Following in the steps of Beatriz Williams and Amor Towles, this richly atmospheric, spellbinding novel transports readers to the dazzling, glamorous world of Newport during the Roaring Twenties and to a mansion filled with secrets as a debonair lawyer must separate truth from deception.
Spring 1921. The Great War is over, Prohibition is in full swing, the Depression still years away, and Newport, Rhode Island's glittering “summer cottages” are inhabited by the gloriously rich families who built them.

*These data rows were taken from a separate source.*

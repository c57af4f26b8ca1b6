//! Findings reported by the taint analysis.

/// Placeholder used for required attributes missing from the result document.
pub const UNKNOWN: &str = "Unknown";

/// Qualifies exactly which variable or field carries the tainted data.
#[derive(Debug, Clone, PartialEq, Eq, Serialize)]
pub struct AccessPath {
    value: String,
    #[serde(rename = "type")]
    kind: String,
}

impl AccessPath {
    /// Creates a new access path.
    pub fn new<V: Into<String>, K: Into<String>>(value: V, kind: K) -> Self {
        Self {
            value: value.into(),
            kind: kind.into(),
        }
    }

    /// Gets the tainted value, usually a local variable such as `$r3`.
    pub fn value(&self) -> &str {
        &self.value
    }

    /// Gets the declared type of the tainted value.
    pub fn kind(&self) -> &str {
        &self.kind
    }
}

/// A source or a sink of a finding.
#[derive(Debug, Clone, PartialEq, Eq, Serialize)]
pub struct Endpoint {
    statement: String,
    method: String,
    definition: String,
    access_path: Option<AccessPath>,
}

impl Endpoint {
    /// Creates a new endpoint.
    pub fn new<S, M, D>(
        statement: S,
        method: M,
        definition: D,
        access_path: Option<AccessPath>,
    ) -> Self
    where
        S: Into<String>,
        M: Into<String>,
        D: Into<String>,
    {
        Self {
            statement: statement.into(),
            method: method.into(),
            definition: definition.into(),
            access_path,
        }
    }

    /// Gets the Jimple statement where data enters or leaves.
    pub fn statement(&self) -> &str {
        &self.statement
    }

    /// Gets the method containing the statement.
    pub fn method(&self) -> &str {
        &self.method
    }

    /// Gets the fully qualified source/sink definition that matched, such as
    /// `<android.telephony.TelephonyManager: java.lang.String getDeviceId()>`.
    pub fn definition(&self) -> &str {
        &self.definition
    }

    /// Gets the access path, if the document provides one.
    pub fn access_path(&self) -> Option<&AccessPath> {
        self.access_path.as_ref()
    }
}

impl Default for Endpoint {
    fn default() -> Self {
        Self::new(UNKNOWN, UNKNOWN, UNKNOWN, None)
    }
}

/// One potential data leak: a sink reached by one or more sources.
#[derive(Debug, Clone, PartialEq, Eq, Serialize)]
pub struct Finding {
    sink: Endpoint,
    sources: Vec<Endpoint>,
}

impl Finding {
    /// Creates a new finding.
    pub fn new(sink: Endpoint, sources: Vec<Endpoint>) -> Self {
        Self { sink, sources }
    }

    /// Gets the sink where the data may leak.
    pub fn sink(&self) -> &Endpoint {
        &self.sink
    }

    /// Gets the sources of the leaked data, in document order.
    pub fn sources(&self) -> &[Endpoint] {
        &self.sources
    }
}
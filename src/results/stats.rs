//! Aggregated statistics of a report.

use std::{borrow::Cow, collections::BTreeMap};

use regex::Regex;

use super::{finding::Finding, risk::RiskTier};

lazy_static! {
    static ref SIGNATURE: Regex = Regex::new(r"<([^:]+): ([^>]+)>").unwrap();
}

/// Statistics derived from the findings of a report.
#[derive(Debug, Clone, PartialEq, Eq, Serialize)]
pub struct AggregatedStats {
    total_findings: usize,
    source_type_counts: BTreeMap<String, usize>,
    sink_type_counts: BTreeMap<String, usize>,
    risk_tier: RiskTier,
}

impl AggregatedStats {
    /// Gets the number of findings.
    pub fn total_findings(&self) -> usize {
        self.total_findings
    }

    /// Gets the number of occurrences of each simplified source definition.
    pub fn source_type_counts(&self) -> &BTreeMap<String, usize> {
        &self.source_type_counts
    }

    /// Gets the number of occurrences of each simplified sink definition.
    pub fn sink_type_counts(&self) -> &BTreeMap<String, usize> {
        &self.sink_type_counts
    }

    /// Gets the number of distinct sources.
    pub fn unique_sources(&self) -> usize {
        self.source_type_counts.len()
    }

    /// Gets the number of distinct sinks.
    pub fn unique_sinks(&self) -> usize {
        self.sink_type_counts.len()
    }

    /// Gets the risk tier of the report.
    pub fn risk_tier(&self) -> RiskTier {
        self.risk_tier
    }
}

/// Aggregates the given findings.
pub fn aggregate(findings: &[Finding]) -> AggregatedStats {
    let mut source_type_counts = BTreeMap::new();
    let mut sink_type_counts = BTreeMap::new();

    for finding in findings {
        for source in finding.sources() {
            *source_type_counts
                .entry(simplify_method_name(source.definition()).into_owned())
                .or_insert(0) += 1;
        }

        *sink_type_counts
            .entry(simplify_method_name(finding.sink().definition()).into_owned())
            .or_insert(0) += 1;
    }

    AggregatedStats {
        total_findings: findings.len(),
        source_type_counts,
        sink_type_counts,
        risk_tier: RiskTier::from_findings(findings.len()),
    }
}

/// Simplifies a Soot method signature.
///
/// `<com.foo.Bar: void baz()>` becomes `Bar.void baz()`. Strings without a signature are
/// returned unchanged.
pub fn simplify_method_name(method: &str) -> Cow<'_, str> {
    match SIGNATURE.captures(method) {
        Some(caps) => {
            let class = &caps[1];
            let class = class.rsplit('.').next().unwrap_or(class);
            Cow::Owned(format!("{}.{}", class, &caps[2]))
        }
        None => Cow::Borrowed(method),
    }
}
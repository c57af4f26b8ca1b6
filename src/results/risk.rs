//! Risk tier of a report.

use std::fmt;

use serde::{Serialize, Serializer};

/// Reports with more findings than this are high risk.
pub const HIGH_RISK_THRESHOLD: usize = 10;

/// Coarse classification of the number of findings of a report.
#[derive(Debug, PartialEq, Eq, PartialOrd, Ord, Copy, Clone)]
pub enum RiskTier {
    /// No findings.
    Low,
    /// Between one and ten findings.
    Medium,
    /// More than ten findings.
    High,
}

impl RiskTier {
    /// Gets the tier for the given number of findings.
    pub fn from_findings(total: usize) -> Self {
        if total > HIGH_RISK_THRESHOLD {
            RiskTier::High
        } else if total > 0 {
            RiskTier::Medium
        } else {
            RiskTier::Low
        }
    }

    /// Gets the human readable assessment for the tier.
    pub fn description(self) -> &'static str {
        match self {
            RiskTier::High => "High Risk: Multiple data flow vulnerabilities detected",
            RiskTier::Medium => "Medium Risk: Some data flow vulnerabilities detected",
            RiskTier::Low => "Low Risk: No data flow vulnerabilities detected",
        }
    }
}

impl fmt::Display for RiskTier {
    #[allow(clippy::use_debug)]
    fn fmt(&self, f: &mut fmt::Formatter<'_>) -> fmt::Result {
        write!(f, "{}", format!("{:?}", self).to_lowercase())
    }
}

impl Serialize for RiskTier {
    fn serialize<S>(&self, serializer: S) -> Result<S::Ok, S::Error>
    where
        S: Serializer,
    {
        serializer.serialize_str(self.to_string().as_str())
    }
}
#[macro_use]
extern crate clap;

use clap::Shell;
use std::{env, path::PathBuf};

#[path = "src/cli.rs"]
mod cli;

fn main() {
    let mut out_dir = match env::var_os("OUT_DIR") {
        Some(out_dir) => PathBuf::from(out_dir),
        None => return,
    };
    // Completions go next to the binary, not in the build script folder.
    let _ = out_dir.pop();
    let _ = out_dir.pop();
    let _ = out_dir.pop();

    let mut cli = cli::generate();
    cli.gen_completions("apk-leak-analyzer", Shell::Bash, &out_dir);
    cli.gen_completions("apk-leak-analyzer", Shell::Fish, &out_dir);
    cli.gen_completions("apk-leak-analyzer", Shell::Zsh, out_dir);
}
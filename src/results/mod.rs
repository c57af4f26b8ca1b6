//! Results module.
//!
//! Typed model of a FlowDroid result document, the statistics derived from it and the
//! generators that present them.

use std::{collections::BTreeMap, result::Result as StdResult};

use chrono::Local;
use serde::ser::{Serialize, SerializeStruct, Serializer};

pub mod finding;
pub mod parser;
pub mod report;
pub mod risk;
pub mod stats;
#[cfg(test)]
mod tests;

pub use self::{
    finding::{AccessPath, Endpoint, Finding},
    parser::{parse, parse_str},
    risk::RiskTier,
    stats::{aggregate, simplify_method_name, AggregatedStats},
};

/// Termination state reported by a complete analysis.
pub const SUCCESS_STATE: &str = "Success";

/// Parsed result document.
#[derive(Debug, Clone, PartialEq, Eq, Default)]
pub struct Report {
    findings: Vec<Finding>,
    performance: BTreeMap<String, String>,
    termination_state: String,
}

impl Report {
    /// Creates a new report.
    pub fn new(
        findings: Vec<Finding>,
        performance: BTreeMap<String, String>,
        termination_state: String,
    ) -> Self {
        Self {
            findings,
            performance,
            termination_state,
        }
    }

    /// Gets the findings, in document order.
    pub fn findings(&self) -> &[Finding] {
        &self.findings
    }

    /// Gets the performance counters of the analysis.
    pub fn performance(&self) -> &BTreeMap<String, String> {
        &self.performance
    }

    /// Gets the termination state of the analysis, empty if the document has none.
    pub fn termination_state(&self) -> &str {
        &self.termination_state
    }

    /// Checks if the analysis ran to completion.
    ///
    /// A report that did not is still complete enough to be shown, but its findings might
    /// be partial.
    pub fn is_success(&self) -> bool {
        self.termination_state == SUCCESS_STATE
    }
}

/// A report together with its statistics, ready to be presented.
#[derive(Debug, Clone)]
pub struct ReportView {
    package: String,
    report: Report,
    stats: AggregatedStats,
}

impl ReportView {
    /// Creates the view of the given report.
    pub fn new<S: Into<String>>(package: S, report: Report) -> Self {
        let stats = aggregate(report.findings());
        Self {
            package: package.into(),
            report,
            stats,
        }
    }

    /// Gets the name of the analyzed package.
    pub fn package(&self) -> &str {
        &self.package
    }

    /// Gets the report.
    pub fn report(&self) -> &Report {
        &self.report
    }

    /// Gets the statistics of the report.
    pub fn stats(&self) -> &AggregatedStats {
        &self.stats
    }
}

impl Serialize for ReportView {
    fn serialize<S>(&self, serializer: S) -> StdResult<S::Ok, S::Error>
    where
        S: Serializer,
    {
        let now = Local::now();
        let mut ser_struct = serializer.serialize_struct("ReportView", 11)?;

        ser_struct.serialize_field("analyzer_version", crate_version!())?;
        ser_struct.serialize_field("now_rfc3339", &now.to_rfc3339())?;
        ser_struct.serialize_field("package", &self.package)?;
        ser_struct.serialize_field("termination_state", &self.report.termination_state)?;
        ser_struct.serialize_field("success", &self.report.is_success())?;
        ser_struct.serialize_field("risk_tier", &self.stats.risk_tier())?;
        ser_struct.serialize_field("total_findings", &self.stats.total_findings())?;
        ser_struct.serialize_field("source_type_counts", self.stats.source_type_counts())?;
        ser_struct.serialize_field("sink_type_counts", self.stats.sink_type_counts())?;
        ser_struct.serialize_field("findings", &self.report.findings)?;
        ser_struct.serialize_field("performance", &self.report.performance)?;

        ser_struct.end()
    }
}
//! Module containing the definition of error types.

/// Enumeration of the different error kinds.
#[derive(Debug, Fail)]
pub enum ErrorKind {
    /// Configuration error.
    #[fail(display = "there was an error in the configuration: {}", message)]
    Config {
        /// Error message.
        message: String,
    },
    /// The submitted file was rejected before any analysis took place.
    #[fail(display = "invalid input: {}", message)]
    InvalidInput {
        /// Error message.
        message: String,
    },
    /// The analysis tool could not be started or failed unexpectedly.
    #[fail(display = "the analysis tool could not be executed: {}", message)]
    ToolExecution {
        /// Error message.
        message: String,
        /// Output captured before the failure.
        output: String,
    },
    /// The analysis tool wrote more output than allowed.
    #[fail(display = "the analysis tool output exceeded {} bytes", limit)]
    BufferOverflow {
        /// Configured ceiling, in bytes.
        limit: usize,
        /// Output captured before the ceiling was reached.
        output: String,
    },
    /// The analysis tool did not finish in time.
    #[fail(display = "the analysis did not finish within {} seconds", seconds)]
    Timeout {
        /// Configured timeout, in seconds.
        seconds: u64,
    },
    /// The analysis tool finished without generating the result document.
    #[fail(display = "the analysis finished but no output file was generated")]
    MissingOutput,
    /// The result document could not be delivered.
    #[fail(display = "the result could not be sent: {}", message)]
    Transport {
        /// Error message.
        message: String,
    },
    /// Parsing error.
    #[fail(display = "there was an error in the parsing process: {}", message)]
    Parse {
        /// Error message.
        message: String,
    },
    /// The gateway could not be reached.
    #[fail(display = "the request to the analysis gateway failed: {}", message)]
    Http {
        /// Error message.
        message: String,
    },
}

impl ErrorKind {
    /// Output captured from the analysis tool, if the error carries any.
    pub fn output(&self) -> Option<&str> {
        match self {
            ErrorKind::ToolExecution { output, .. } | ErrorKind::BufferOverflow { output, .. } => {
                Some(output.as_str())
            }
            _ => None,
        }
    }
}
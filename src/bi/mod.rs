// ==========================================
// Núcleo BI Cartorial - Consultas de conciliação de selos
// ==========================================
// Responsabilidade: leitura analítica sobre os datasets já
// importados. Nada aqui escreve no banco; todo acesso carrega um
// TenantScope explícito.
// ==========================================

pub mod models;
pub mod selos_duplicados_repo;
pub mod selos_pendentes_repo;

// Reexporta os tipos centrais
pub use models::{
    PeriodoConsulta, SeloDuplicadoEntreSistemas, SeloDuplicadoMesmoSistema, SeloPendente,
};
pub use selos_duplicados_repo::SelosDuplicadosRepository;
pub use selos_pendentes_repo::SelosPendentesRepository;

Attorney Adrian De la Noye is no stranger to Newport, having sheltered there during his misspent youth. Though he’d prefer to forget the place, he returns to revise the will of a well-heeled client. Bennett Chapman's offspring have the usual concerns about their father's much-younger fiancée. But when they learn of the old widower’s firm belief that his first late wife, who “communicates” via séance, has chosen the beautiful Catherine Walsh for him, they’re shocked. And for Adrian, encountering Catherine in the last place he saw her decades ago proves to be a far greater surprise.
Still, De la Noye is here to handle a will, and he fully intends to do so—just as soon as he unearths every last secret, otherworldly or not, about the Chapmans, Catherine Walsh . . . and his own very fraught history.
A skillful alchemy of social satire, dark humor, and finely drawn characters, Newport vividly brings to life the glitzy era of the 1920s.